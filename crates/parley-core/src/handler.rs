//! Stanza and timed handler registries.
//!
//! Handlers live in an arena keyed by id. The *active* list is what the
//! dispatcher and the idle loop iterate; additions and removals are staged
//! in pending lists and only applied at reconciliation points:
//!
//! - stanza handlers at the start of every inbound body
//! - timed handlers at the start of every idle tick
//!
//! Reconciliation applies additions before removals, so a handler added and
//! deleted between two reconciliation points never becomes active.
//!
//! While a callback runs, it is taken out of its arena slot and handed back
//! afterwards. A callback can therefore receive `&mut Connection` and add or
//! delete handlers, including itself, without aliasing the registry.
//! Clearing a registry bumps its generation so a dispatcher holding a stale
//! active snapshot can tell that its survivors no longer exist.

use std::{collections::HashMap, fmt, time::Duration};

use parley_proto::{Element, jid};

/// Opaque reference to a stanza handler
#[derive(Debug, Clone, Copy, PartialEq, Eq, Hash, PartialOrd, Ord)]
pub struct HandlerId(u64);

/// Opaque reference to a timed handler
#[derive(Debug, Clone, Copy, PartialEq, Eq, Hash, PartialOrd, Ord)]
pub struct TimedHandlerId(u64);

impl fmt::Display for HandlerId {
    fn fmt(&self, f: &mut fmt::Formatter<'_>) -> fmt::Result {
        write!(f, "handler#{}", self.0)
    }
}

impl fmt::Display for TimedHandlerId {
    fn fmt(&self, f: &mut fmt::Formatter<'_>) -> fmt::Result {
        write!(f, "timed#{}", self.0)
    }
}

/// Stanza matching criteria.
///
/// Every criterion left unset matches anything. The namespace criterion
/// matches the stanza's own `xmlns` or the `xmlns` of any immediate child,
/// which makes `iq/query` style matching a one-liner.
#[derive(Debug, Clone, Default, PartialEq, Eq)]
pub struct Matcher {
    namespace: Option<String>,
    name: Option<String>,
    stanza_type: Option<String>,
    id: Option<String>,
    from: Option<String>,
    match_bare: bool,
}

impl Matcher {
    /// Matcher that accepts every stanza
    #[must_use]
    pub fn new() -> Self {
        Self::default()
    }

    /// Require a namespace on the stanza or one of its immediate children
    #[must_use]
    pub fn namespace(mut self, namespace: impl Into<String>) -> Self {
        self.namespace = Some(namespace.into());
        self
    }

    /// Require a tag name (case-insensitive)
    #[must_use]
    pub fn name(mut self, name: impl Into<String>) -> Self {
        self.name = Some(name.into());
        self
    }

    /// Require a `type` attribute
    #[must_use]
    pub fn stanza_type(mut self, stanza_type: impl Into<String>) -> Self {
        self.stanza_type = Some(stanza_type.into());
        self
    }

    /// Require an `id` attribute
    #[must_use]
    pub fn id(mut self, id: impl Into<String>) -> Self {
        self.id = Some(id.into());
        self
    }

    /// Require a `from` attribute, compared as a full JID
    #[must_use]
    pub fn from(mut self, from: impl Into<String>) -> Self {
        self.from = Some(from.into());
        self
    }

    /// Compare `from` as bare JIDs on both sides
    #[must_use]
    pub fn match_bare(mut self, match_bare: bool) -> Self {
        self.match_bare = match_bare;
        self
    }

    /// Test a stanza against every criterion
    #[must_use]
    pub fn matches(&self, stanza: &Element) -> bool {
        self.namespace_matches(stanza)
            && self.name.as_deref().is_none_or(|name| stanza.is_named(name))
            && self.stanza_type.as_deref().is_none_or(|kind| stanza.attr("type") == Some(kind))
            && self.id.as_deref().is_none_or(|id| stanza.attr("id") == Some(id))
            && self.from_matches(stanza)
    }

    fn namespace_matches(&self, stanza: &Element) -> bool {
        let Some(namespace) = self.namespace.as_deref() else {
            return true;
        };
        stanza.xmlns() == Some(namespace)
            || stanza.children().any(|child| child.xmlns() == Some(namespace))
    }

    fn from_matches(&self, stanza: &Element) -> bool {
        let Some(expected) = self.from.as_deref() else {
            return true;
        };
        let Some(actual) = stanza.attr("from") else {
            return false;
        };
        if self.match_bare { jid::bare(actual) == jid::bare(expected) } else { actual == expected }
    }
}

/// A registered stanza handler
struct Handler<F> {
    matcher: Matcher,
    system: bool,
    callback: Option<F>,
}

/// Stanza handler arena with staged mutation.
pub struct Handlers<F> {
    store: HashMap<HandlerId, Handler<F>>,
    active: Vec<HandlerId>,
    pending_add: Vec<HandlerId>,
    pending_remove: Vec<HandlerId>,
    next_id: u64,
    generation: u64,
}

impl<F> Handlers<F> {
    /// Empty registry
    #[must_use]
    pub fn new() -> Self {
        Self {
            store: HashMap::new(),
            active: Vec::new(),
            pending_add: Vec::new(),
            pending_remove: Vec::new(),
            next_id: 0,
            generation: 0,
        }
    }

    /// Stage a handler for addition; it becomes active at the next
    /// [`reconcile`](Self::reconcile)
    pub fn add(&mut self, matcher: Matcher, system: bool, callback: F) -> HandlerId {
        self.next_id += 1;
        let id = HandlerId(self.next_id);
        self.store.insert(id, Handler { matcher, system, callback: Some(callback) });
        self.pending_add.push(id);
        id
    }

    /// Stage a handler for removal
    pub fn remove(&mut self, id: HandlerId) {
        self.pending_remove.push(id);
    }

    /// Apply staged additions, then staged removals
    pub fn reconcile(&mut self) {
        self.active.append(&mut self.pending_add);
        for id in std::mem::take(&mut self.pending_remove) {
            self.active.retain(|active| *active != id);
            self.store.remove(&id);
        }
    }

    /// Snapshot of the active list
    #[must_use]
    pub fn active(&self) -> Vec<HandlerId> {
        self.active.clone()
    }

    /// Replace the active list after a dispatch pass.
    ///
    /// Ids missing from `survivors` are dropped from the arena unless they
    /// are still staged for addition.
    pub fn retain_active(&mut self, survivors: Vec<HandlerId>) {
        for id in &self.active {
            if !survivors.contains(id) && !self.pending_add.contains(id) {
                self.store.remove(id);
            }
        }
        self.active = survivors;
    }

    /// True if the handler's criteria match and it may run now
    #[must_use]
    pub fn is_eligible(&self, id: HandlerId, stanza: &Element, authenticated: bool) -> bool {
        self.store.get(&id).is_some_and(|handler| {
            (authenticated || handler.system) && handler.matcher.matches(stanza)
        })
    }

    /// Take the callback out for invocation
    pub fn take_callback(&mut self, id: HandlerId) -> Option<F> {
        self.store.get_mut(&id).and_then(|handler| handler.callback.take())
    }

    /// Hand a callback back after invocation; dropped if the handler is gone
    pub fn restore_callback(&mut self, id: HandlerId, callback: F) {
        if let Some(handler) = self.store.get_mut(&id) {
            handler.callback = Some(callback);
        }
    }

    /// Drop every handler, active and staged
    pub fn clear(&mut self) {
        self.store.clear();
        self.active.clear();
        self.pending_add.clear();
        self.pending_remove.clear();
        self.generation += 1;
    }

    /// Changes whenever the registry is cleared
    #[must_use]
    pub fn generation(&self) -> u64 {
        self.generation
    }

    /// Number of active handlers
    #[must_use]
    pub fn len(&self) -> usize {
        self.active.len()
    }

    /// True if no handler is active
    #[must_use]
    pub fn is_empty(&self) -> bool {
        self.active.is_empty()
    }

    /// True if the handler exists (active or staged)
    #[must_use]
    pub fn contains(&self, id: HandlerId) -> bool {
        self.store.contains_key(&id)
    }
}

impl<F> Default for Handlers<F> {
    fn default() -> Self {
        Self::new()
    }
}

/// A registered timed handler
struct TimedHandler<F, I> {
    period: Duration,
    last_fired: I,
    system: bool,
    callback: Option<F>,
}

/// Timed handler arena with staged mutation.
pub struct TimedHandlers<F, I> {
    store: HashMap<TimedHandlerId, TimedHandler<F, I>>,
    active: Vec<TimedHandlerId>,
    pending_add: Vec<TimedHandlerId>,
    pending_remove: Vec<TimedHandlerId>,
    next_id: u64,
    generation: u64,
}

impl<F, I> TimedHandlers<F, I>
where
    I: Copy + Ord + std::ops::Add<Duration, Output = I>,
{
    /// Empty registry
    #[must_use]
    pub fn new() -> Self {
        Self {
            store: HashMap::new(),
            active: Vec::new(),
            pending_add: Vec::new(),
            pending_remove: Vec::new(),
            next_id: 0,
            generation: 0,
        }
    }

    /// Stage a handler firing every `period`, counted from `now`
    pub fn add(&mut self, period: Duration, system: bool, now: I, callback: F) -> TimedHandlerId {
        self.next_id += 1;
        let id = TimedHandlerId(self.next_id);
        let handler = TimedHandler { period, last_fired: now, system, callback: Some(callback) };
        self.store.insert(id, handler);
        self.pending_add.push(id);
        id
    }

    /// Stage a handler for removal
    pub fn remove(&mut self, id: TimedHandlerId) {
        self.pending_remove.push(id);
    }

    /// Apply staged additions, then staged removals
    pub fn reconcile(&mut self) {
        self.active.append(&mut self.pending_add);
        for id in std::mem::take(&mut self.pending_remove) {
            self.active.retain(|active| *active != id);
            self.store.remove(&id);
        }
    }

    /// Snapshot of the active list
    #[must_use]
    pub fn active(&self) -> Vec<TimedHandlerId> {
        self.active.clone()
    }

    /// Replace the active list after an idle pass
    pub fn retain_active(&mut self, survivors: Vec<TimedHandlerId>) {
        for id in &self.active {
            if !survivors.contains(id) && !self.pending_add.contains(id) {
                self.store.remove(id);
            }
        }
        self.active = survivors;
    }

    /// True if the handler may run now (system, or the session is
    /// authenticated)
    #[must_use]
    pub fn is_eligible(&self, id: TimedHandlerId, authenticated: bool) -> bool {
        self.store.get(&id).is_some_and(|handler| authenticated || handler.system)
    }

    /// True if a full period has passed since the handler last fired
    #[must_use]
    pub fn is_due(&self, id: TimedHandlerId, now: I) -> bool {
        self.store.get(&id).is_some_and(|handler| handler.last_fired + handler.period <= now)
    }

    /// Take the callback out for invocation and record the firing time
    pub fn take_callback(&mut self, id: TimedHandlerId, now: I) -> Option<F> {
        let handler = self.store.get_mut(&id)?;
        handler.last_fired = now;
        handler.callback.take()
    }

    /// Hand a callback back after invocation; dropped if the handler is gone
    pub fn restore_callback(&mut self, id: TimedHandlerId, callback: F) {
        if let Some(handler) = self.store.get_mut(&id) {
            handler.callback = Some(callback);
        }
    }

    /// Drop every handler, active and staged
    pub fn clear(&mut self) {
        self.store.clear();
        self.active.clear();
        self.pending_add.clear();
        self.pending_remove.clear();
        self.generation += 1;
    }

    /// Changes whenever the registry is cleared
    #[must_use]
    pub fn generation(&self) -> u64 {
        self.generation
    }

    /// Number of active handlers
    #[must_use]
    pub fn len(&self) -> usize {
        self.active.len()
    }

    /// True if no handler is active
    #[must_use]
    pub fn is_empty(&self) -> bool {
        self.active.is_empty()
    }

    /// True if the handler exists (active or staged)
    #[must_use]
    pub fn contains(&self, id: TimedHandlerId) -> bool {
        self.store.contains_key(&id)
    }
}

impl<F, I> Default for TimedHandlers<F, I>
where
    I: Copy + Ord + std::ops::Add<Duration, Output = I>,
{
    fn default() -> Self {
        Self::new()
    }
}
━━━
What is expected:
I'd like an exact copy of the lines above, from the very first one through the line that contains "removals are staged", with nothing else added.

Exercise solution:
filename crates/parley-core/src/handler.rs
//! Stanza and timed handler registries.
//!
//! Handlers live in an arena keyed by id. The *active* list is what the
//! dispatcher and the idle loop iterate; additions and removals are staged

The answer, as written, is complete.